Ich versuch mich mal als online Tutor hier 

Also:
Beim Tippen, als auch beim hochfahren, solltest du mit dem VR die Kante weiter vorn treffen, nicht erst 10 cm dahinter.

Übe mal im BWH nach vorn zu hüpfen ohne reinzutreten, also ganz kleine Hüpfer nach vorn zu machen. Damit kannst du dann kontrollierter mit dem HR bis an die Kante hüpfen, um dann das VR mindestens bis auf HR Niveau abzulassen bevor du dropst.
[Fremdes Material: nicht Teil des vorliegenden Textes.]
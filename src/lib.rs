//! Topological relations between planar geometries.
//!
//! Computes the DE-9IM intersection matrix between two
//! [`geo_types::Geometry`] values and evaluates the named spatial
//! predicates (`intersects`, `contains`, `touches`, `crosses`, ...)
//! with predicate-driven early exit: evaluation stops as soon as the
//! answer is determined, so most predicate queries never compute the
//! full topology.
//!
//! ```
//! use geo::Geometry;
//! use wkt::TryFromWkt;
//!
//! let a: Geometry<f64> =
//!     Geometry::try_from_wkt_str("POLYGON((0 0, 2 0, 2 2, 0 2, 0 0))").unwrap();
//! let b: Geometry<f64> = Geometry::try_from_wkt_str("LINESTRING(-1 1, 3 1)").unwrap();
//!
//! assert!(geo_relate::crosses(&a, &b).unwrap());
//! assert_eq!(geo_relate::relate(&a, &b).unwrap().to_string(), "1F20F1102");
//! ```

mod boundary;
mod computer;
mod coords;
mod dimension;
mod error;
mod geometry;
mod index;
mod location;
mod locator;
mod matrix;
mod node;
mod predicate;
mod segstring;

pub mod predicates;

mod relate;

pub use boundary::BoundaryNodeRule;
pub use dimension::Dimension;
pub use error::RelateError;
pub use location::Location;
pub use matrix::IntersectionMatrix;
pub use predicate::{EnvelopeInfo, PatternPredicate, RelateMatrixPredicate, TopologyPredicate};
pub use relate::{
    contains, covered_by, covers, crosses, disjoint, equals_topo, evaluate, intersects, overlaps,
    relate, relate_matches, relate_with_rule, touches, within, RelateNG,
};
Später kann man dann üben mit einmal hochtreten bis an die Kante zu rollen, ohne zu hüpfen. 

viel Spaß

P.S. mach den Sattel weiter runter, oder nimm ihn zu trialen ganz raus.


----------



## 525Rainer (25. Oktober 2004)

servus,
ich glaub ich treff die kante glaub ich schon am richtigen punkt, nur nutz ich den treffer noch nicht. auf jedenfall wenn ich sie früher treff, dann passiert wieder der "nach vorne übers rad drüberflieger"
aber es fehlt einfach noch die übung. ich muss jedesmal quasi erst wieder das radeln lernen bevor ich trialen geh.
gestern ist mir am gletscher die videocam verreckt. garantie abgelaufen. mal sehn. hauptsache ich bin heil. macht ihr bitte mal ein paar kleine videos. ich will nen sauberen 6 paletten tipper sehn.


----------



## Angelo Berlin (25. Oktober 2004)

525Rainer schrieb:
			
		

> servus,
> ich glaub ich treff die kante glaub ich schon am richtigen punkt, nur nutz ich den treffer noch nicht. auf jedenfall wenn ich sie früher treff, dann passiert wieder der "nach vorne übers rad drüberflieger".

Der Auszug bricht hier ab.